··· DATA LISTING ···

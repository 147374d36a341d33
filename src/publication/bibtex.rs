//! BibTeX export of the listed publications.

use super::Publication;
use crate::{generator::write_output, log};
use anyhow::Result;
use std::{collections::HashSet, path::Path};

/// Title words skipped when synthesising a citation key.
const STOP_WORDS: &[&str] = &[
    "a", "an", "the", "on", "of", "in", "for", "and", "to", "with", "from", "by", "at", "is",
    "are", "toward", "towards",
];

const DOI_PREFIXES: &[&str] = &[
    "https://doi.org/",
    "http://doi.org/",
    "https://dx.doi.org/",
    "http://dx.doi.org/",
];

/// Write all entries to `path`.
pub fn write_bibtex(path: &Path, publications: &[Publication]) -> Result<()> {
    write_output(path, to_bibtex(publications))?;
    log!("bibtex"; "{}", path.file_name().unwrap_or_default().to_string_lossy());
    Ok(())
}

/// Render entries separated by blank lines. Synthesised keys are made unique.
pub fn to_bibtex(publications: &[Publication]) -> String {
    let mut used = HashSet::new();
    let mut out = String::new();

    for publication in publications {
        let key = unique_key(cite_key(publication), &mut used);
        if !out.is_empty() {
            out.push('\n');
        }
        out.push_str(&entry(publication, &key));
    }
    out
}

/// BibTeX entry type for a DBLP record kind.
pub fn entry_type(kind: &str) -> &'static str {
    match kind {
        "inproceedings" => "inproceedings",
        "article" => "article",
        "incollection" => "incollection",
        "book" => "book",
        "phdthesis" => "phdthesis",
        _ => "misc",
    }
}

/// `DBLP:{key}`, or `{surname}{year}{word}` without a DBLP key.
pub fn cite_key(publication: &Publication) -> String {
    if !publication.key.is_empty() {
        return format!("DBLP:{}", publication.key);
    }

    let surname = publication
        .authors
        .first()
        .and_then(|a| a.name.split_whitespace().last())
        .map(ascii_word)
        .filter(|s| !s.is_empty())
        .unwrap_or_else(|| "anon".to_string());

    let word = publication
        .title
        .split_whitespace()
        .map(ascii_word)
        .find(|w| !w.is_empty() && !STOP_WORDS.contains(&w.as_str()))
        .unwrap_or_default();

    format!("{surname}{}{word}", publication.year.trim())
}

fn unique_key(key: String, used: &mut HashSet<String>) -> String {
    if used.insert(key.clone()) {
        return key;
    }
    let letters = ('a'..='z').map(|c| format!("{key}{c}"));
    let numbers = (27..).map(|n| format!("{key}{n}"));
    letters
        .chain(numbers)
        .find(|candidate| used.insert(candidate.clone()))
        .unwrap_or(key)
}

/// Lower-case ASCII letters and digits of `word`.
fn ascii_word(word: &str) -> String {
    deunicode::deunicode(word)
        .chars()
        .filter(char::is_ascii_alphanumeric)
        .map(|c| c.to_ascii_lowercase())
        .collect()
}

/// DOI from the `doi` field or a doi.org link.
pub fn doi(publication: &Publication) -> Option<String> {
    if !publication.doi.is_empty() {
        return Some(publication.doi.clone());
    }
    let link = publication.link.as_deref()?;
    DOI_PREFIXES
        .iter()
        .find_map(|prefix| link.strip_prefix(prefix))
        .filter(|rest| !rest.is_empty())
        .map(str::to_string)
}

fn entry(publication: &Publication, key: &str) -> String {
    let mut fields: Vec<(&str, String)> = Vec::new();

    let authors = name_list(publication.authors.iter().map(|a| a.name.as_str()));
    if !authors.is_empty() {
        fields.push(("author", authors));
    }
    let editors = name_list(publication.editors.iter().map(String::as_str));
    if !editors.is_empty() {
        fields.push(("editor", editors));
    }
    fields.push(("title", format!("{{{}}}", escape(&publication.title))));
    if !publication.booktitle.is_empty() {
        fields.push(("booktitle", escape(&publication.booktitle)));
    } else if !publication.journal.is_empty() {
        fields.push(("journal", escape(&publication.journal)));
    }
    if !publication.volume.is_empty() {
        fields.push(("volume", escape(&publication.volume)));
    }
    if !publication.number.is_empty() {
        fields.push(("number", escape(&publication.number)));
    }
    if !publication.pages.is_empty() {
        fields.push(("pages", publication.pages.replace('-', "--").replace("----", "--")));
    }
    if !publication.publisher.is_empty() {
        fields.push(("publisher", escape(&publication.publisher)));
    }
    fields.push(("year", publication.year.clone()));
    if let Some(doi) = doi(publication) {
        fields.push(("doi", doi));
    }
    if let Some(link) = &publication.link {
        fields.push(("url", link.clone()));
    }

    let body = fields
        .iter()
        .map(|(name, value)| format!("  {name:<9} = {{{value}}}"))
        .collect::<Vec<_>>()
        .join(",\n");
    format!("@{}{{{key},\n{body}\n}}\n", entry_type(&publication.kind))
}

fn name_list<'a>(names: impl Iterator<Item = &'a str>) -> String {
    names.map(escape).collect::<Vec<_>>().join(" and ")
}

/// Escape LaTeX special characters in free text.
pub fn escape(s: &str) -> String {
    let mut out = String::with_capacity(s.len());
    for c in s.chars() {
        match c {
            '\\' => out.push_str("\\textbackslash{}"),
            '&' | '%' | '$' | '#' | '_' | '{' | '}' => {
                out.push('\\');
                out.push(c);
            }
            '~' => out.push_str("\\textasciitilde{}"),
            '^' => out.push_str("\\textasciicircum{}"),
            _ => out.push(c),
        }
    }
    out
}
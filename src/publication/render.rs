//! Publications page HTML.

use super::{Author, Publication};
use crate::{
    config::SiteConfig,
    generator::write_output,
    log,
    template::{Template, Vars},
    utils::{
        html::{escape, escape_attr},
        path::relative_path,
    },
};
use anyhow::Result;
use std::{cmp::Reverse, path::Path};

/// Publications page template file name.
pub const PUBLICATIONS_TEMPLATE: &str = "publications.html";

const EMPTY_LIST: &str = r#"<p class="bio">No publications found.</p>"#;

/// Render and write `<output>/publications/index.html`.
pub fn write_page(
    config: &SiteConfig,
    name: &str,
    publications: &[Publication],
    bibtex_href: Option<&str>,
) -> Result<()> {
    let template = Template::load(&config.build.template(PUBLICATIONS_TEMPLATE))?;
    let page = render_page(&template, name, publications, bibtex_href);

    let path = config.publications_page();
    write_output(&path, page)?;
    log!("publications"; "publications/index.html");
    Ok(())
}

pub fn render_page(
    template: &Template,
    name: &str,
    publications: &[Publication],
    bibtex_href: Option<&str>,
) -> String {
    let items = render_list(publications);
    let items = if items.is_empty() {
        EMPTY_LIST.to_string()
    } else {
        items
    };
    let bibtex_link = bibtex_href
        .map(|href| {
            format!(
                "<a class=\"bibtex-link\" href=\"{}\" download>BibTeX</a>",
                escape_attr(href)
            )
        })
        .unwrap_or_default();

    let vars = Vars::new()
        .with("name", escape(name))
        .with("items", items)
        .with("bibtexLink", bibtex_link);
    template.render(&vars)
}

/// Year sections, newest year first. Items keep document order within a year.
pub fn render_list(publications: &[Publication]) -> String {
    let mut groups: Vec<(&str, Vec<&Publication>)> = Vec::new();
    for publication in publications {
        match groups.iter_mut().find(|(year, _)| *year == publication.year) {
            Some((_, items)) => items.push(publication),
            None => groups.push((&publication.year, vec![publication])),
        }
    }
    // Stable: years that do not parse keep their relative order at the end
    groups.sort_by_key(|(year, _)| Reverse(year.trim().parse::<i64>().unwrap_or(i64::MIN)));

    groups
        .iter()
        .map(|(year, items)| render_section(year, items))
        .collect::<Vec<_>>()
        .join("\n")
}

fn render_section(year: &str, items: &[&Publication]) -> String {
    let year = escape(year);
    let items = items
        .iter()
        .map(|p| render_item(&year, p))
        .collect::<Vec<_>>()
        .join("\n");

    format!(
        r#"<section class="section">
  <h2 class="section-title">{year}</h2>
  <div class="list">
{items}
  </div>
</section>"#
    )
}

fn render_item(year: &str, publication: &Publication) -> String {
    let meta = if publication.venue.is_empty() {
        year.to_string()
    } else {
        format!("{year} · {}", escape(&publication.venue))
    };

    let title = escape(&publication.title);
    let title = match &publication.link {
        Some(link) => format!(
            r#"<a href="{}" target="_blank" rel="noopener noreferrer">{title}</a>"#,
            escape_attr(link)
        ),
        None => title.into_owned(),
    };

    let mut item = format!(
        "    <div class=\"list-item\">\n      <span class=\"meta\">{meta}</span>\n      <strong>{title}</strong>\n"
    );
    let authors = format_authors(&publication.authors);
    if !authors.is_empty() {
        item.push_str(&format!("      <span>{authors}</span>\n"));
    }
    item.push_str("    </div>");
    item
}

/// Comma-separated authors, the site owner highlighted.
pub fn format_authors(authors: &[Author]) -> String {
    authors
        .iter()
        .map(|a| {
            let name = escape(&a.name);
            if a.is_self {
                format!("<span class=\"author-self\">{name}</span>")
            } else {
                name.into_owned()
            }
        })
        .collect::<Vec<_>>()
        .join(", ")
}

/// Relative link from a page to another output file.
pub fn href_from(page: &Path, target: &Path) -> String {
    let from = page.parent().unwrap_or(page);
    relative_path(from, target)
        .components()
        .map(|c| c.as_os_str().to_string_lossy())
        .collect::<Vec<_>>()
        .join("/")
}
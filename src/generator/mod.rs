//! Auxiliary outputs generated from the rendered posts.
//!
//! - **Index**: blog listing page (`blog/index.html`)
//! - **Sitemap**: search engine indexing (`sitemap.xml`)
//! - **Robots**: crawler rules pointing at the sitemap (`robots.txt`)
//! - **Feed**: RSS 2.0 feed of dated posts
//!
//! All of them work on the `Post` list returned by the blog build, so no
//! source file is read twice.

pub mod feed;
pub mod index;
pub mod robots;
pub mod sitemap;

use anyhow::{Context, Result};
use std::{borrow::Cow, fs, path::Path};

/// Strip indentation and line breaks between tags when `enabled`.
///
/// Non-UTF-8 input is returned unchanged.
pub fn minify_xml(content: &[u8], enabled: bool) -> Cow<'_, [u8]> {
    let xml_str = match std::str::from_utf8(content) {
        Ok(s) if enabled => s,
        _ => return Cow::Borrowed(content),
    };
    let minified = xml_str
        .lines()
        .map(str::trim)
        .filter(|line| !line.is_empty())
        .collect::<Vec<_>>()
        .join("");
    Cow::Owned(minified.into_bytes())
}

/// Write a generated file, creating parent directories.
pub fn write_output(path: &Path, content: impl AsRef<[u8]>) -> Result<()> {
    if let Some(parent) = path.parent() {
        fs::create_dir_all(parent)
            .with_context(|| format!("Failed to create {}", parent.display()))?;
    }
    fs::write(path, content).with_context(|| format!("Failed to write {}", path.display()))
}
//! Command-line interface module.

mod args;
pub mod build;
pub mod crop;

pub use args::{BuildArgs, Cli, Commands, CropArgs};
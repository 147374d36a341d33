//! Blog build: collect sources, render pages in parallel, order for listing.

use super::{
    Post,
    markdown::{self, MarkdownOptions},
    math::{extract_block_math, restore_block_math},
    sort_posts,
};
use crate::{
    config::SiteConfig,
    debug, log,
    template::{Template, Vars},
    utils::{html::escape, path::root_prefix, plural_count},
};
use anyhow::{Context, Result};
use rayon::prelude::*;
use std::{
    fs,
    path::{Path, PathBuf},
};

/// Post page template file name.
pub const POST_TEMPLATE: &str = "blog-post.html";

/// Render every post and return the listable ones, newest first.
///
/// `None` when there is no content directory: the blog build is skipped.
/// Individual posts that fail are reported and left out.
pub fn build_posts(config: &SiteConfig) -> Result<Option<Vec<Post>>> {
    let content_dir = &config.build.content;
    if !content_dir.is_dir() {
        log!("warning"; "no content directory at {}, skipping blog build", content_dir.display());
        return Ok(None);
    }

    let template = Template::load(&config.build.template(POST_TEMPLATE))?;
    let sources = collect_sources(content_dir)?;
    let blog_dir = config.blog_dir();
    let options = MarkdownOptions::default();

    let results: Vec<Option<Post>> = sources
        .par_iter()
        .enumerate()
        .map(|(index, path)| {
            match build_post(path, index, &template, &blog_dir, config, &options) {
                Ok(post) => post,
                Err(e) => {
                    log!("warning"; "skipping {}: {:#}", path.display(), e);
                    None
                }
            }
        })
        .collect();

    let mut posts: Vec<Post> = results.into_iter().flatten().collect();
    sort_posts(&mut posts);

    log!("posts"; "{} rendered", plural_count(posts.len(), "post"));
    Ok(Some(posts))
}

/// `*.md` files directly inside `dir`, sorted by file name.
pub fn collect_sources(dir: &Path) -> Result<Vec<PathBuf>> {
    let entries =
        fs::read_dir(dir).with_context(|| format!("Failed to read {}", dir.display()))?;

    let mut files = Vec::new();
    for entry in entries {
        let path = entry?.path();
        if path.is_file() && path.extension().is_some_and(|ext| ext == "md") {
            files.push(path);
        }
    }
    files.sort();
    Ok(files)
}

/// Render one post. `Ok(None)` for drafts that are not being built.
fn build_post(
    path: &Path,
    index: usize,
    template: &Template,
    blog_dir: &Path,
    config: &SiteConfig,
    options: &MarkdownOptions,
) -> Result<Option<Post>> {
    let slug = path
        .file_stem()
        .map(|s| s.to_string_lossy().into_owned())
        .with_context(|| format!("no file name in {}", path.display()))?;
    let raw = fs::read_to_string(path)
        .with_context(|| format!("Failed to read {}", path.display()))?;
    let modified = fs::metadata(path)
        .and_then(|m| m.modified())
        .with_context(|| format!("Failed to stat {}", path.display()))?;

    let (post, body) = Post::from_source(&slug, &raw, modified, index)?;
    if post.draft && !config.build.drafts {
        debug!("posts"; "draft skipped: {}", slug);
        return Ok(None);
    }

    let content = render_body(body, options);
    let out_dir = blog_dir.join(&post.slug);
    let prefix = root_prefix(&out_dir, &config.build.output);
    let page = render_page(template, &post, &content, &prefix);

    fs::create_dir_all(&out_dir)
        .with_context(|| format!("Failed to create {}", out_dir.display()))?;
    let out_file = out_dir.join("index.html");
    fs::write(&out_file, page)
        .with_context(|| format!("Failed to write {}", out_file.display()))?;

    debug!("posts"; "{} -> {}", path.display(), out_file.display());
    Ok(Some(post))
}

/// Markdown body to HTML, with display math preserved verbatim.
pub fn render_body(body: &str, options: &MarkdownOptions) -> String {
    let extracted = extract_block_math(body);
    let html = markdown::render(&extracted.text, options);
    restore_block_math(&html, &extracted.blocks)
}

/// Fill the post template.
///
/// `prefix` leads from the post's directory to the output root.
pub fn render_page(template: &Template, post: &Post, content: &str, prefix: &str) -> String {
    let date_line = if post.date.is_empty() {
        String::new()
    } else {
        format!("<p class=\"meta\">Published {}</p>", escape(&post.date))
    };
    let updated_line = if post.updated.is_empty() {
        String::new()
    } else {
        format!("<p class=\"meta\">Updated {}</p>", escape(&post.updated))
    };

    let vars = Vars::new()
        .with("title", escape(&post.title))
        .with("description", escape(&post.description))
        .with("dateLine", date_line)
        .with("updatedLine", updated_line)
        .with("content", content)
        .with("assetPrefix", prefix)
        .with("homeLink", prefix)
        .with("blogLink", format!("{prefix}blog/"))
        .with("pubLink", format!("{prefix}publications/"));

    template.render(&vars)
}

···

> _INSTRUCTIONS TO FOLLOW_
Write out every line from the entries where "target" appears.

> _EXERCISE SOLUTION_
            r#"<a href="{}" target="_blank" rel="noopener noreferrer">{title}</a>"#,
pub fn href_from(page: &Path, target: &Path) -> String {
    relative_path(from, target)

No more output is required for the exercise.